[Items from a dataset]
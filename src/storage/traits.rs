//! Audit sink abstraction
//!
//! The model pool and the enrichment service report lifecycle and batch
//! events here. Implementations can be swapped between plain logging,
//! an in-memory buffer and SQLite.

use std::collections::BTreeMap;

use anyhow::Result;
use async_trait::async_trait;
use serde::{Deserialize, Serialize};
use tracing::{info, warn};
use uuid::Uuid;

use crate::engine::ReloadReason;

/// Summary emitted once per non-empty enrichment batch.
#[derive(Debug, Clone, PartialEq, Serialize, Deserialize)]
pub struct BatchSummary {
    pub batch_id: Uuid,
    pub detections: usize,
    /// Error count per pipeline category, e.g. `{"vehicle": 2}`
    pub category_error_counts: BTreeMap<String, usize>,
    pub processing_time_ms: u64,
}

/// Events reported to the audit sink.
#[derive(Debug, Clone, PartialEq, Serialize, Deserialize)]
#[serde(tag = "event", rename_all = "snake_case")]
pub enum AuditEvent {
    ModelLoaded { model: String, duration_ms: u64 },
    ModelFreed { model: String, memory_cost: u64 },
    ModelRestarted { model: String, reason: ReloadReason },
    BatchCompleted(BatchSummary),
}

impl AuditEvent {
    pub fn event_type(&self) -> &'static str {
        match self {
            AuditEvent::ModelLoaded { .. } => "model_loaded",
            AuditEvent::ModelFreed { .. } => "model_freed",
            AuditEvent::ModelRestarted { .. } => "model_restarted",
            AuditEvent::BatchCompleted(_) => "batch_completed",
        }
    }

    pub fn model(&self) -> Option<&str> {
        match self {
            AuditEvent::ModelLoaded { model, .. }
            | AuditEvent::ModelFreed { model, .. }
            | AuditEvent::ModelRestarted { model, .. } => Some(model),
            AuditEvent::BatchCompleted(_) => None,
        }
    }
}

/// Audit sink trait
/// Implementations must be thread-safe and async-compatible
#[async_trait]
pub trait AuditSink: Send + Sync + 'static {
    async fn record(&self, event: &AuditEvent) -> Result<()>;
}

/// Record an event, logging instead of propagating sink failures.
pub async fn record_or_warn(sink: &dyn AuditSink, event: AuditEvent) {
    if let Err(e) = sink.record(&event).await {
        warn!("Audit sink rejected {} event: {}", event.event_type(), e);
    }
}

/// Sink that only writes events to the log.
#[derive(Debug, Default)]
pub struct TracingSink;

#[async_trait]
impl AuditSink for TracingSink {
    async fn record(&self, event: &AuditEvent) -> Result<()> {
        match event {
            AuditEvent::ModelLoaded { model, duration_ms } => {
                info!("audit: {} loaded in {}ms", model, duration_ms)
            }
            AuditEvent::ModelFreed { model, memory_cost } => {
                info!("audit: {} freed {} memory units", model, memory_cost)
            }
            AuditEvent::ModelRestarted { model, reason } => {
                info!("audit: {} restarted ({})", model, reason)
            }
            AuditEvent::BatchCompleted(summary) => info!(
                "audit: batch {} with {} detections finished in {}ms, errors {:?}",
                summary.batch_id,
                summary.detections,
                summary.processing_time_ms,
                summary.category_error_counts
            ),
        }
        Ok(())
    }
}

#[cfg(test)]
mod tests {
    use super::*;

    #[test]
    fn test_event_serialization_is_tagged() {
        let event = AuditEvent::ModelRestarted {
            model: "plate_ocr".to_string(),
            reason: ReloadReason::Oom,
        };
        let json = serde_json::to_value(&event).unwrap();
        assert_eq!(json["event"], "model_restarted");
        assert_eq!(json["reason"], "oom");
        assert_eq!(event.model(), Some("plate_ocr"));
    }

    #[test]
    fn test_batch_summary_flattens_into_event() {
        let mut counts = BTreeMap::new();
        counts.insert("vehicle".to_string(), 1);
        let event = AuditEvent::BatchCompleted(BatchSummary {
            batch_id: Uuid::nil(),
            detections: 3,
            category_error_counts: counts,
            processing_time_ms: 12,
        });
        let json = serde_json::to_value(&event).unwrap();
        assert_eq!(json["event"], "batch_completed");
        assert_eq!(json["detections"], 3);
        assert_eq!(json["category_error_counts"]["vehicle"], 1);
        assert!(event.model().is_none());
    }

    #[tokio::test]
    async fn test_tracing_sink_accepts_everything() {
        let sink = TracingSink;
        let event = AuditEvent::ModelFreed { model: "x".into(), memory_cost: 10 };
        assert!(sink.record(&event).await.is_ok());
    }
}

ABOUT THIS EXERCISE> What lines above contain "static"? Copy them out.

YOUR RESPONSE>
    pub fn event_type(&self) -> &'static str {
pub trait AuditSink: Send + Sync + 'static {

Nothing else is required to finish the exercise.